Monday, July 16, 2012

Molecular gastronomy (playing with food): "reverse" spherification maraschino cherries

I made a puree of maraschino cherries and added 2.5g of calcium lactate gluconate. I then dripped this mixture into a solution of 2.5g of sodium alginate in 500g of water. A gelatinous skin is formed at the interface between the two liquids, forming spheres of cherry puree. This process is known as reverse spherification. I bought the chemicals here: http://www.amazon.com/Experimental-Kit-Artistre-600-grams/dp/B0045KOOXU


Monday, July 9, 2012

Follow-up: Attempting to make X-rays by unrolling Scotch tape -- Success?

In this follow-up video, I show that I was able to get a P47 phosphor disc to illuminate when unrolling tape in the vacuum chamber. The blue x-ray intensifier screen did not illuminate although it was also in the chamber. Also, it seems the P47 was illuminated through a thin copper foil, though I will have to do some more tests to believe this.


Attempting to make X-rays by unrolling Scotch tape (negative result)

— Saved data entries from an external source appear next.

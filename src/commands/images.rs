//! Images command implementation
//!
//! Resolves images from their documents without contacting Azure and prints
//! the resulting records. Catalog-dependent fields (`build`, the transient
//! resource group and its location) are left as declared.

use std::path::PathBuf;

use anyhow::Result;
use clap::{Args, ValueEnum};

use gallery_build::model::Image;

#[derive(Debug, Clone, Copy, PartialEq, Eq, Default, ValueEnum)]
pub enum Format {
    #[default]
    Json,
    Yaml,
}

/// Arguments for the images command
#[derive(Args, Debug)]
pub struct ImagesArgs {
    /// Repository root containing gallery.yaml and the images directory
    #[arg(
        short,
        long,
        value_name = "PATH",
        env = "GALLERY_BUILD_REPO",
        default_value = "."
    )]
    pub repo: PathBuf,

    /// Names of images to print (all images when omitted)
    #[arg(short, long, value_name = "NAME", num_args = 1..)]
    pub images: Vec<String>,

    /// Output format
    #[arg(long, value_enum, default_value_t = Format::Json)]
    pub format: Format,
}

/// Execute the images command
pub fn execute(args: ImagesArgs) -> Result<()> {
    let images = resolve_all(&args)?;
    print!("{}", render(&images, args.format)?);
    Ok(())
}

fn resolve_all(args: &ImagesArgs) -> Result<Vec<Image>> {
    let resolver = super::load_resolver(&args.repo)?;
    let names = super::image_names(&resolver, &args.images)?;
    let mut images = Vec::with_capacity(names.len());
    for name in &names {
        images.push(resolver.resolve(name)?);
    }
    Ok(images)
}

fn render(images: &[Image], format: Format) -> Result<String> {
    Ok(match format {
        Format::Json => {
            let mut text = serde_json::to_string_pretty(images)?;
            text.push('\n');
            text
        }
        Format::Yaml => serde_yaml::to_string(images)?,
    })
}
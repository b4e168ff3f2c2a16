//! # Catalog Reconciliation
//!
//! Decides, per image, whether a build is needed by looking at what the
//! compute gallery already holds. The check is an idempotent "ensure":
//!
//! - no image definition: create it, build (a new definition needs its first
//!   version);
//! - definition exists, version exists: do not build, warn (the version has to
//!   be bumped to build again; existing versions are never overwritten);
//! - definition exists, version missing: build.
//!
//! Re-running with an unchanged version is therefore a no-op.
//!
//! The gallery is reached through the [`Catalog`] trait. [`AzureCatalog`] runs
//! the `az` CLI; tests substitute an in-memory implementation.

use log::{info, warn};
use serde::{Deserialize, Serialize};
use serde_json::Value as JsonValue;

use crate::azure;
use crate::error::{Error, Result};
use crate::model::Image;

/// The parts of an image definition the engine uses.
#[derive(Debug, Clone, Default, PartialEq, Eq, Serialize, Deserialize)]
pub struct Definition {
    #[serde(default)]
    pub id: Option<String>,
    #[serde(default)]
    pub name: Option<String>,
    #[serde(default)]
    pub location: Option<String>,
}

/// Outcome of [`reconcile`] for one image.
#[derive(Debug, Clone, PartialEq, Eq)]
pub struct CatalogDecision {
    pub build: bool,
    /// The existing or freshly created definition, when the catalog returned one.
    pub definition: Option<Definition>,
}

/// Trait for catalog operations - allows mocking in tests.
///
/// "Not found" is `Ok(None)`, never an error.
pub trait Catalog: Send + Sync {
    /// The subscription the catalog client is currently using.
    fn current_subscription(&self) -> Result<String>;

    fn show_definition(&self, image: &Image) -> Result<Option<Definition>>;

    fn create_definition(&self, image: &Image) -> Result<Option<Definition>>;

    fn show_version(&self, image: &Image) -> Result<Option<JsonValue>>;
}

/// [`Catalog`] backed by the `az` CLI.
#[derive(Debug, Clone, Copy, Default)]
pub struct AzureCatalog;

fn decode_definition(command: &[String], value: Option<JsonValue>) -> Result<Option<Definition>> {
    value
        .map(|v| {
            serde_json::from_value(v).map_err(|e| Error::ResponseDecodeFailure {
                command: format!("az {}", command.join(" ")),
                message: e.to_string(),
            })
        })
        .transpose()
}

impl Catalog for AzureCatalog {
    fn current_subscription(&self) -> Result<String> {
        let args = azure::account_show_args();
        let account = azure::cli(&args)?;
        account
            .as_ref()
            .and_then(|a| a.get("id"))
            .and_then(JsonValue::as_str)
            .map(str::to_string)
            .ok_or_else(|| Error::ResponseDecodeFailure {
                command: format!("az {}", args.join(" ")),
                message: "response has no subscription id".to_string(),
            })
    }

    fn show_definition(&self, image: &Image) -> Result<Option<Definition>> {
        let args = azure::image_definition_show_args(image);
        decode_definition(&args, azure::cli(&args)?)
    }

    fn create_definition(&self, image: &Image) -> Result<Option<Definition>> {
        let args = azure::image_definition_create_args(image);
        decode_definition(&args, azure::cli(&args)?)
    }

    fn show_version(&self, image: &Image) -> Result<Option<JsonValue>> {
        azure::cli(&azure::image_version_show_args(image))
    }
}

/// Fill in subscriptions neither the image nor the gallery declared.
///
/// An image without one gets the catalog's current subscription; a gallery
/// without one gets the image's.
pub fn ensure_subscription(catalog: &dyn Catalog, image: &mut Image) -> Result<()> {
    if image.subscription.is_none() {
        let subscription = catalog.current_subscription()?;
        info!("[{}] Using current subscription {}", image.name, subscription);
        image.subscription = Some(subscription);
    }
    if image.gallery.subscription.is_none() {
        image.gallery.subscription = image.subscription.clone();
    }
    Ok(())
}

/// Ensure the image definition exists and decide whether the version needs building.
pub fn reconcile(catalog: &dyn Catalog, image: &Image) -> Result<CatalogDecision> {
    let name = &image.name;
    let version = &image.version;

    info!("[{}] Checking if image definition exists", name);
    match catalog.show_definition(image)? {
        Some(definition) => {
            info!("[{}] Found existing image definition", name);
            info!("[{}] Checking if image version {} exists", name, version);

            let build = if catalog.show_version(image)?.is_some() {
                warn!(
                    "{} was not built because version {} already exists. Please update the version number or delete the existing image version and try again.",
                    name, version
                );
                false
            } else {
                info!("[{}] Image version {} does not exist", name, version);
                true
            };

            Ok(CatalogDecision {
                build,
                definition: Some(definition),
            })
        }
        None => {
            info!("[{}] Image definition does not exist, creating it", name);
            let definition = catalog.create_definition(image)?;
            Ok(CatalogDecision {
                build: true,
                definition,
            })
        }
    }
}
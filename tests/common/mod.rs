//! Shared test utilities for E2E tests.
//!
//! This module provides a gallery repository fixture and document snippets
//! to reduce duplication across test files.
//!
//! ## Usage
//!
//! ```rust,ignore
//! mod common;
//! use common::prelude::*;
//!
//! #[test]
//! fn test_example() {
//!     let fixture = TestFixture::new()
//!         .with_gallery(docs::GALLERY)
//!         .with_image("VSCodeBox", docs::IMAGE);
//!     fixture.command().arg("validate").assert().success();
//! }
//! ```

use assert_fs::prelude::*;
use std::path::Path;

/// Re-export commonly used test dependencies for convenience.
pub mod prelude {
    #[allow(unused_imports)]
    pub use assert_fs::prelude::*;
    pub use predicates::prelude::*;

    pub use super::docs;
    pub use super::TestFixture;
}

/// Configuration document snippets.
#[allow(dead_code)]
pub mod docs {
    /// Gallery without a subscription.
    pub const GALLERY: &str = "name: Contoso\nresourceGroup: Gallery-RG\n";

    /// Gallery with a subscription.
    pub const GALLERY_WITH_SUBSCRIPTION: &str =
        "name: Contoso\nresourceGroup: Gallery-RG\nsubscription: 00000000-0000-0000-0000-000000000000\n";

    /// Defaults shared by all images.
    pub const COMMON: &str = "\
publisher: Contoso
offer: DevBox
replicaLocations:
  - eastus
  - westeurope
builder: packer
";

    /// An image relying on the common defaults.
    pub const IMAGE: &str = "\
sku: win11-vscode
version: 1.0.0
os: Windows
description: Windows 11 with VS Code
";

    /// An image declaring everything itself.
    pub const FULL_IMAGE: &str = "\
publisher: Contoso
offer: DevBox
sku: win11-data
version: 2.1.0
os: Windows
replicaLocations:
  - eastus
builder: aib
buildResourceGroup: Build-RG
";

    /// An image that declares a build group and a location together.
    pub const CONFLICTING_IMAGE: &str = "\
sku: win11
version: 1.0.0
os: Windows
buildResourceGroup: Build-RG
location: eastus
";
}

/// A temporary gallery repository.
pub struct TestFixture {
    temp_dir: assert_fs::TempDir,
}

impl TestFixture {
    pub fn new() -> Self {
        Self {
            temp_dir: assert_fs::TempDir::new().expect("Failed to create temp directory"),
        }
    }

    /// Write `gallery.yaml` at the repository root.
    pub fn with_gallery(self, content: &str) -> Self {
        self.with_file("gallery.yaml", content)
    }

    /// Write `images/images.yaml`.
    #[allow(dead_code)]
    pub fn with_common(self, content: &str) -> Self {
        self.with_file("images/images.yaml", content)
    }

    /// Write `images/<name>/image.yaml`.
    pub fn with_image(self, name: &str, content: &str) -> Self {
        self.with_file(&format!("images/{}/image.yaml", name), content)
    }

    /// Add a file with the given path and content.
    pub fn with_file(self, path: &str, content: &str) -> Self {
        self.temp_dir
            .child(path)
            .write_str(content)
            .expect("Failed to write file");
        self
    }

    pub fn path(&self) -> &Path {
        self.temp_dir.path()
    }

    #[allow(dead_code)]
    pub fn child(&self, path: &str) -> assert_fs::fixture::ChildPath {
        self.temp_dir.child(path)
    }

    /// A command for the binary, pointed at this repository and isolated from
    /// the caller's CI environment.
    pub fn command(&self) -> assert_cmd::Command {
        let mut cmd = assert_cmd::cargo::cargo_bin_cmd!("gallery-build");
        cmd.current_dir(self.path())
            .env("GALLERY_BUILD_REPO", self.path())
            .env_remove("GITHUB_ACTIONS")
            .env_remove("GITHUB_OUTPUT")
            .env_remove("RUST_LOG");
        cmd
    }
}

impl Default for TestFixture {
    fn default() -> Self {
        Self::new()
    }
}
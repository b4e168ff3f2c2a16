//! Thin wrapper around the `packer` command line.

use std::path::Path;
use std::process::Command;

use log::{info, warn};
use regex::Regex;

use crate::error::{Error, Result};

const PACKER: &str = "packer";

/// Variables assumed when `packer inspect` cannot tell which ones a template declares.
pub const DEFAULT_VARIABLES: &[&str] = &[
    "subscription",
    "name",
    "location",
    "version",
    "tempResourceGroup",
    "buildResourceGroup",
    "gallery",
    "replicaLocations",
    "keyVault",
    "virtualNetwork",
    "virtualNetworkSubnet",
    "virtualNetworkResourceGroup",
];

fn default_variables() -> Vec<String> {
    DEFAULT_VARIABLES.iter().map(|v| v.to_string()).collect()
}

/// Names of the input variables declared by the template in `dir`.
pub fn variables(dir: &Path) -> Result<Vec<String>> {
    let args = ["inspect".to_string(), "-machine-readable".to_string(), dir.display().to_string()];
    info!("Running packer command: {} {}", PACKER, args.join(" "));

    let output = match Command::new(PACKER).args(&args).output() {
        Ok(output) if output.status.success() => output,
        Ok(_) | Err(_) => {
            warn!("packer inspect failed for {}, using default variables", dir.display());
            return Ok(default_variables());
        }
    };

    let names = parse_variables(&String::from_utf8_lossy(&output.stdout))?;
    if names.is_empty() {
        return Ok(default_variables());
    }
    Ok(names)
}

/// Extract `var.<name>:` entries from `packer inspect -machine-readable` output.
///
/// Machine-readable output escapes newlines inside a message as a literal
/// `\n`, so both separators are accepted.
pub fn parse_variables(output: &str) -> Result<Vec<String>> {
    let pattern = Regex::new(r"(?m)(?:^|\\n)var\.([A-Za-z0-9_-]+):")?;
    let mut names: Vec<String> = Vec::new();
    for captures in pattern.captures_iter(output) {
        let name = captures[1].to_string();
        if !names.contains(&name) {
            names.push(name);
        }
    }
    Ok(names)
}

fn run(subcommand: &[&str], dir: &Path, image: &str) -> Result<()> {
    let mut command = Command::new(PACKER);
    command.args(subcommand).arg(dir);
    let display = format!("{} {} {}", PACKER, subcommand.join(" "), dir.display());

    info!("[{}] Running packer command: {}", image, display);
    let status = command.status().map_err(|e| Error::ExternalToolFailure {
        command: display.clone(),
        stderr: e.to_string(),
    })?;
    info!("[{}] {} exited with {}", image, display, status);

    if !status.success() {
        return Err(Error::ExternalToolFailure {
            command: display,
            stderr: format!("exited with {}", status),
        });
    }
    Ok(())
}

/// Install the plugins the template in `dir` requires.
pub fn init(dir: &Path, image: &str) -> Result<()> {
    run(&["init"], dir, image)
}

/// Build the template in `dir`, replacing existing artifacts.
pub fn build(dir: &Path, image: &str, color: bool) -> Result<()> {
    run(&build_args(color), dir, image)
}

fn build_args(color: bool) -> Vec<&'static str> {
    let mut args = vec!["build", "-force"];
    if !color {
        args.push("-color=false");
    }
    args
}

/// `packer init` then `packer build -force`; a failing init skips the build.
pub fn execute(dir: &Path, image: &str, color: bool) -> Result<()> {
    init(dir, image)?;
    build(dir, image, color)
}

A few years ago, a research group posted a video showing that X-rays could be created by unrolling scotch tape in a vacuum. The idea is that the static charge generated by the mechanical unrolling process would cause electrons to accelerate to 50KV (or so), and then produce x-rays when they slam into something. I tried to recreate this experiment, but I had pretty weak results. I may need a much larger vacuum pump to keep the pressure in the chamber very low while unrolling.


Sunday, July 8, 2012

Creating X-rays with a standard vacuum tube

I forced an RCA 811A tube to produce some X-rays by operating the tube in cold-cathode mode at about 20KV and 150uA.  The glass fluoresces nicely, but I didn't get any light from my X-ray intensifier cassette.